(Dataset entries)
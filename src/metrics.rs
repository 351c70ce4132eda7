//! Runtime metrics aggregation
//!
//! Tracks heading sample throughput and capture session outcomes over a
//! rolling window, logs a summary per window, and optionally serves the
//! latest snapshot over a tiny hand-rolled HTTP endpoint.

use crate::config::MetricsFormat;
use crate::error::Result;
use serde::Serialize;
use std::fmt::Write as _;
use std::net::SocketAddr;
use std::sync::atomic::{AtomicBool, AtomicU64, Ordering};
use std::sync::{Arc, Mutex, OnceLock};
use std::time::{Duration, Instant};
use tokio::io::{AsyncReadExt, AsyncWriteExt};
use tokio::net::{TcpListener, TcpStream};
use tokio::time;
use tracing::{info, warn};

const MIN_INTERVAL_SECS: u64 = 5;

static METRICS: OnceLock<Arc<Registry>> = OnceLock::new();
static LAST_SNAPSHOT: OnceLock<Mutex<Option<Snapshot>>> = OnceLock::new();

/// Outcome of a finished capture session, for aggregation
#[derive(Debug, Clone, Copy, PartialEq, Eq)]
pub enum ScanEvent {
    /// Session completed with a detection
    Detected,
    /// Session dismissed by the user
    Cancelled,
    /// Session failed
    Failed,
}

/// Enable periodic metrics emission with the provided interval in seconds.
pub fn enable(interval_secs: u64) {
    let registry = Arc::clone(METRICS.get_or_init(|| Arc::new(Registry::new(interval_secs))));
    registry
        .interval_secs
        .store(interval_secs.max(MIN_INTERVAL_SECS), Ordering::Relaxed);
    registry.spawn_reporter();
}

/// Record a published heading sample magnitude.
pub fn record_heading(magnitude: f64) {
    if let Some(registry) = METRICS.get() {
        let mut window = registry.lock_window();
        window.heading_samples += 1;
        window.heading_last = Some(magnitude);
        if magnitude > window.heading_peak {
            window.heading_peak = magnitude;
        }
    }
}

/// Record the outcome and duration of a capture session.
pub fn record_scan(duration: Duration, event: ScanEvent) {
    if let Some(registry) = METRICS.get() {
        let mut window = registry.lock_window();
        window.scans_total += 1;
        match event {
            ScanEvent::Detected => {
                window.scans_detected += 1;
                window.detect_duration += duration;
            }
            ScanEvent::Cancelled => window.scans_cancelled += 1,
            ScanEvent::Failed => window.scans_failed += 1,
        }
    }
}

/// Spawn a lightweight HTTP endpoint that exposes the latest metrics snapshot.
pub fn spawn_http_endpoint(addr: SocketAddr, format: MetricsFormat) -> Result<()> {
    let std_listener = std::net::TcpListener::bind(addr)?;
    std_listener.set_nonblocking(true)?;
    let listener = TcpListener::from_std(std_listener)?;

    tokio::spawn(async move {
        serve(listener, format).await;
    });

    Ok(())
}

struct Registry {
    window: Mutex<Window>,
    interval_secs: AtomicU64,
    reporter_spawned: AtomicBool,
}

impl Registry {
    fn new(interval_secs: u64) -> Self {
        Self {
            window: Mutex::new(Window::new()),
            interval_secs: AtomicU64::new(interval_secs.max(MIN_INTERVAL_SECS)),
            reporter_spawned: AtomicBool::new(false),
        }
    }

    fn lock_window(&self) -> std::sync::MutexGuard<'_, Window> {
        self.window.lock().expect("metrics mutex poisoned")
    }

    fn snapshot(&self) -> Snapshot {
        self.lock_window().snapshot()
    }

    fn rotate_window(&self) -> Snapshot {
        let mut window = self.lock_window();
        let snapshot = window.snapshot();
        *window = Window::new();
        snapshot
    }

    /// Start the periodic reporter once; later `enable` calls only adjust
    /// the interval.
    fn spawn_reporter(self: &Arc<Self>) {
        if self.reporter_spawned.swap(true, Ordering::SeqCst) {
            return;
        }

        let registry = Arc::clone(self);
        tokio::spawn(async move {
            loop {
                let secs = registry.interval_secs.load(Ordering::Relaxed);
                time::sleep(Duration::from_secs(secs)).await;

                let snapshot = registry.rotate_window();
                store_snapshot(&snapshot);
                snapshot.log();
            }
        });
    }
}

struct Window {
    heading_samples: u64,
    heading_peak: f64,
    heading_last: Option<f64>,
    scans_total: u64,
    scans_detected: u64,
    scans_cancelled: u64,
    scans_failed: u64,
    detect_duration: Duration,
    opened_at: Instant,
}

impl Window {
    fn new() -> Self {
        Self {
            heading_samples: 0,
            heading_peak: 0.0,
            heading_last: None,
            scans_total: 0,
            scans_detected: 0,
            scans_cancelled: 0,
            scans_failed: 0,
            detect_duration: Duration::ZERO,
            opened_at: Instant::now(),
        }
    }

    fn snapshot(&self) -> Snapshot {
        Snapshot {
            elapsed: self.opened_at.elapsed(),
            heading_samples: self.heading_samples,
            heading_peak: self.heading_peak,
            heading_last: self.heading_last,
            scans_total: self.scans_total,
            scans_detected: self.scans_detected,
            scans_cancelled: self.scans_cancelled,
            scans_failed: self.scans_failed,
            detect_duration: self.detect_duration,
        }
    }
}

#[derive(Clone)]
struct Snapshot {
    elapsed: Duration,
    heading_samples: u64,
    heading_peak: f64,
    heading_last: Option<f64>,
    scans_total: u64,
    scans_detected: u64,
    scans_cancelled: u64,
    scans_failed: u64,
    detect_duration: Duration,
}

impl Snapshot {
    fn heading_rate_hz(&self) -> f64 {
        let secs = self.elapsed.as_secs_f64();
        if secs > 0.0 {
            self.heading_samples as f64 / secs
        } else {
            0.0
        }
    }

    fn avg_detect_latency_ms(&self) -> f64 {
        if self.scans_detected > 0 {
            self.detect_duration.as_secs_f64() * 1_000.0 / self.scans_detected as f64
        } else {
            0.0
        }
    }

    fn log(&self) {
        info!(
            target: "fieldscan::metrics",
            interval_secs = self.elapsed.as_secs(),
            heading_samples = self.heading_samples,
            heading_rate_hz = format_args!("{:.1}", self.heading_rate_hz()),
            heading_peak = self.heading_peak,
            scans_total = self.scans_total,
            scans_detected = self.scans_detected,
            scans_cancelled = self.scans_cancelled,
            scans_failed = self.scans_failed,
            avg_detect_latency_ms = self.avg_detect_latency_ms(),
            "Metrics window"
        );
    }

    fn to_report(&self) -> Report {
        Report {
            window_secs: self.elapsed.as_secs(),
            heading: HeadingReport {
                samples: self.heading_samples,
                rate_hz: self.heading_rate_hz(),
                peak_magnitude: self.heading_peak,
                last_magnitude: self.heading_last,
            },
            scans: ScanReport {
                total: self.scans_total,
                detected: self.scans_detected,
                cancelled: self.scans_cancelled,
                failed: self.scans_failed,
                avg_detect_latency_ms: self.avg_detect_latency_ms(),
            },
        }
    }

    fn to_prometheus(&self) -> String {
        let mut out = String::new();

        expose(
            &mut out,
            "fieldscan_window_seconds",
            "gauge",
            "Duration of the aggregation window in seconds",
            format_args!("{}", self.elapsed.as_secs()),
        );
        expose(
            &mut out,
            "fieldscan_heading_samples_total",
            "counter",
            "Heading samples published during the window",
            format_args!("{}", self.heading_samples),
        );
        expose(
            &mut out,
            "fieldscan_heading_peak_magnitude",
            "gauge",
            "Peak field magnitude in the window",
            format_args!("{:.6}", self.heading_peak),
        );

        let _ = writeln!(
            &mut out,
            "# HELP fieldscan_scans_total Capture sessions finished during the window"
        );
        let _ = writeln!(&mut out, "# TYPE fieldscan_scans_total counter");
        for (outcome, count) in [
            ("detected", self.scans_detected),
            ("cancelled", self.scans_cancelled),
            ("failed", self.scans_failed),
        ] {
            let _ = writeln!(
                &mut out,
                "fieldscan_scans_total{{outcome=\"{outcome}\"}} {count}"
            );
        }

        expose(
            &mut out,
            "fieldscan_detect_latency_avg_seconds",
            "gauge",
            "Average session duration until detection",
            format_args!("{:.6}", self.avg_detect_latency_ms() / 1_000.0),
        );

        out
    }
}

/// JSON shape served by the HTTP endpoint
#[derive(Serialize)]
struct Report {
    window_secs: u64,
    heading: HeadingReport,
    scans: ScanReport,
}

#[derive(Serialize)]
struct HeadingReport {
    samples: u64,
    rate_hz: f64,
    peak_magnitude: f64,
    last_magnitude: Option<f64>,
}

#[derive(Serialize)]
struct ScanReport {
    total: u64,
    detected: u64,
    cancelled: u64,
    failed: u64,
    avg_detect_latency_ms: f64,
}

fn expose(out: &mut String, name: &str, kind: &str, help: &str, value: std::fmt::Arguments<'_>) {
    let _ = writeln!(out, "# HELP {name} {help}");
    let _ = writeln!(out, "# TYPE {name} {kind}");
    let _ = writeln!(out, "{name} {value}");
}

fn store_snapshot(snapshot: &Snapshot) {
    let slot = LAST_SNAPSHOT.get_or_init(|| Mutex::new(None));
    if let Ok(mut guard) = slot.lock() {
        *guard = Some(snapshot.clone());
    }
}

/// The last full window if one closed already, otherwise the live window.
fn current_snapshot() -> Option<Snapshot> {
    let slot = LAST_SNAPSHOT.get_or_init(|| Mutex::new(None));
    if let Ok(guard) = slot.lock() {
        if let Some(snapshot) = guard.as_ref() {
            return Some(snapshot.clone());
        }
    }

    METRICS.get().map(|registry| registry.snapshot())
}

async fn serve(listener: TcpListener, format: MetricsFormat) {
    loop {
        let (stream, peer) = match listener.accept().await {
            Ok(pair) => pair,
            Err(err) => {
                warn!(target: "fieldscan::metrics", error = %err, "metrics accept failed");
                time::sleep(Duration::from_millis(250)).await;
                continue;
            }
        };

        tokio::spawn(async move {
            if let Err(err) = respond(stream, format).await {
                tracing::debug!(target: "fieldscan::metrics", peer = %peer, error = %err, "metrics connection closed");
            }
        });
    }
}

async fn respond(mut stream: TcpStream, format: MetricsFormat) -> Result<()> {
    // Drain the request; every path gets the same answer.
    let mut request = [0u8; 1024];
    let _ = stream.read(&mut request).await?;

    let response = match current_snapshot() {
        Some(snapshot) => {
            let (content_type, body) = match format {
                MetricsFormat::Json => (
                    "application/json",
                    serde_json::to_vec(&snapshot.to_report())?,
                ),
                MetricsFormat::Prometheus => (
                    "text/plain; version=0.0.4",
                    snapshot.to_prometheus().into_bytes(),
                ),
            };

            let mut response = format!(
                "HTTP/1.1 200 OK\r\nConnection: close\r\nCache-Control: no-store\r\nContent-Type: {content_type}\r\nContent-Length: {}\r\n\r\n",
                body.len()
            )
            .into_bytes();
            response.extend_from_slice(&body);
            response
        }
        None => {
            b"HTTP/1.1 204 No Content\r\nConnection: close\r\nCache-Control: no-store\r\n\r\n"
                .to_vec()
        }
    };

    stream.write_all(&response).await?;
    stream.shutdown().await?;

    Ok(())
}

==

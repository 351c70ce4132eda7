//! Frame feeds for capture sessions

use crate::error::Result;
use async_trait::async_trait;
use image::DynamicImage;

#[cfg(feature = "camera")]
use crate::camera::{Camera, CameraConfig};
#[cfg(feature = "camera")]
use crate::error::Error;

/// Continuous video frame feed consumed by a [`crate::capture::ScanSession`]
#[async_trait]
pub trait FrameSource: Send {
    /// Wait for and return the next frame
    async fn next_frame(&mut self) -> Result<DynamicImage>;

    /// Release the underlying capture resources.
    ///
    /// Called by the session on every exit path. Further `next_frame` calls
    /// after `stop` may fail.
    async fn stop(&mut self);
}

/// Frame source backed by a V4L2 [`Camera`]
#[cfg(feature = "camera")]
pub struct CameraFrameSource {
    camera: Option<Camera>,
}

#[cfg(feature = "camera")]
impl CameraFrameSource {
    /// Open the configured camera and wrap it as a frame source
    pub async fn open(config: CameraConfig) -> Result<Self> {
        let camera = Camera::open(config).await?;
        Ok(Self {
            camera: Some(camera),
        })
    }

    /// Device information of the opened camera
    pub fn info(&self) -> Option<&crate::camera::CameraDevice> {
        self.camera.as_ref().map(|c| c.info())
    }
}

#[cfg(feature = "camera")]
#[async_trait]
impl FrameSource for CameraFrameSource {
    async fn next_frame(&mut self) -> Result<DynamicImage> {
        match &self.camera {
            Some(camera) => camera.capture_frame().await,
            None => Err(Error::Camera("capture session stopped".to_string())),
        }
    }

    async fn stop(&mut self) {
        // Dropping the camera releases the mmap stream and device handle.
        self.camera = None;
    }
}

...

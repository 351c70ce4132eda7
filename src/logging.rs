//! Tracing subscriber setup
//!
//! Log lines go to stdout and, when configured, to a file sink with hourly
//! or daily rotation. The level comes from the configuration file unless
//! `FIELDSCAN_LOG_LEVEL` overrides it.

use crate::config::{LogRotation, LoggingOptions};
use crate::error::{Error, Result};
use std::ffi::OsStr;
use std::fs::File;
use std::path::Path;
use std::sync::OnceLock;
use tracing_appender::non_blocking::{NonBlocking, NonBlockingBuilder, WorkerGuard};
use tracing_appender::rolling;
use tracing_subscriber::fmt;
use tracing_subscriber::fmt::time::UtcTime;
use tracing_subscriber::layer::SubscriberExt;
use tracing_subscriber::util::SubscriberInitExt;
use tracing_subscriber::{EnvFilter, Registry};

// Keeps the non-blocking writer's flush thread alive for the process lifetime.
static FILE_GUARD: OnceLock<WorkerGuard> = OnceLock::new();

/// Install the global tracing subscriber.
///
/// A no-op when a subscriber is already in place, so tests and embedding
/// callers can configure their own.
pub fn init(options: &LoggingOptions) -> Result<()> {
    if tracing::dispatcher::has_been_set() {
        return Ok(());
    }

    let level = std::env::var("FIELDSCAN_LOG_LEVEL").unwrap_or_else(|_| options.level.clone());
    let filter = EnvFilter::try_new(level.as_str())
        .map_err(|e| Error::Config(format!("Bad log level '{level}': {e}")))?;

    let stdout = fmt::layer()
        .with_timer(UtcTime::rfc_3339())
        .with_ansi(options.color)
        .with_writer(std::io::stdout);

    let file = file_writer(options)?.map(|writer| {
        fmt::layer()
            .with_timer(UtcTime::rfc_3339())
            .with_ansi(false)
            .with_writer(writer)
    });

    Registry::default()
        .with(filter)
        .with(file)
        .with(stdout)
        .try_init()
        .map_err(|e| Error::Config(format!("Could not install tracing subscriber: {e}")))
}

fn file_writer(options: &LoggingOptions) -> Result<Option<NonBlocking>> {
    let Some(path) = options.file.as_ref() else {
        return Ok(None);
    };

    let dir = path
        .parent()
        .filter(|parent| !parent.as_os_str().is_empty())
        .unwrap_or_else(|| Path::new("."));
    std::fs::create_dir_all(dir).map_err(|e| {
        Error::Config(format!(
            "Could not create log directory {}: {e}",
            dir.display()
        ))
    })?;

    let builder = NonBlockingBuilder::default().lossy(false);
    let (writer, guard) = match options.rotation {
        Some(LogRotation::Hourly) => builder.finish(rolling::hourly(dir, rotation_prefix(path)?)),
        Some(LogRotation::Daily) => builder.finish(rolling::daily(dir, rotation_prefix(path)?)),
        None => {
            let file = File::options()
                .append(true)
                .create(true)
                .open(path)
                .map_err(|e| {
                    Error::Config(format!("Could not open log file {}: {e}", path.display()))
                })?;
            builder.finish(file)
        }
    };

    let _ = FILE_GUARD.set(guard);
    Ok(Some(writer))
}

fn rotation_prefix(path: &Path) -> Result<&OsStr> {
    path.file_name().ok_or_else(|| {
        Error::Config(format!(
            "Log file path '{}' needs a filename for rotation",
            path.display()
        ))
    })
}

■ **EXERCISE INSTRUCTIONS**:
Restate word for word the entries above, starting at the line with "use crate::config::MetricsFormat;" and ending at the line with "window.scans_detected += 1;", inclusive, and no others.

■ **RESULT BELOW**:
use crate::config::MetricsFormat;
use crate::error::Result;
use serde::Serialize;
use std::fmt::Write as _;
use std::net::SocketAddr;
use std::sync::atomic::{AtomicBool, AtomicU64, Ordering};
use std::sync::{Arc, Mutex, OnceLock};
use std::time::{Duration, Instant};
use tokio::io::{AsyncReadExt, AsyncWriteExt};
use tokio::net::{TcpListener, TcpStream};
use tokio::time;
use tracing::{info, warn};

const MIN_INTERVAL_SECS: u64 = 5;

static METRICS: OnceLock<Arc<Registry>> = OnceLock::new();
static LAST_SNAPSHOT: OnceLock<Mutex<Option<Snapshot>>> = OnceLock::new();

/// Outcome of a finished capture session, for aggregation
#[derive(Debug, Clone, Copy, PartialEq, Eq)]
pub enum ScanEvent {
    /// Session completed with a detection
    Detected,
    /// Session dismissed by the user
    Cancelled,
    /// Session failed
    Failed,
}

/// Enable periodic metrics emission with the provided interval in seconds.
pub fn enable(interval_secs: u64) {
    let registry = Arc::clone(METRICS.get_or_init(|| Arc::new(Registry::new(interval_secs))));
    registry
        .interval_secs
        .store(interval_secs.max(MIN_INTERVAL_SECS), Ordering::Relaxed);
    registry.spawn_reporter();
}

/// Record a published heading sample magnitude.
pub fn record_heading(magnitude: f64) {
    if let Some(registry) = METRICS.get() {
        let mut window = registry.lock_window();
        window.heading_samples += 1;
        window.heading_last = Some(magnitude);
        if magnitude > window.heading_peak {
            window.heading_peak = magnitude;
        }
    }
}

/// Record the outcome and duration of a capture session.
pub fn record_scan(duration: Duration, event: ScanEvent) {
    if let Some(registry) = METRICS.get() {
        let mut window = registry.lock_window();
        window.scans_total += 1;
        match event {
            ScanEvent::Detected => {
                window.scans_detected += 1;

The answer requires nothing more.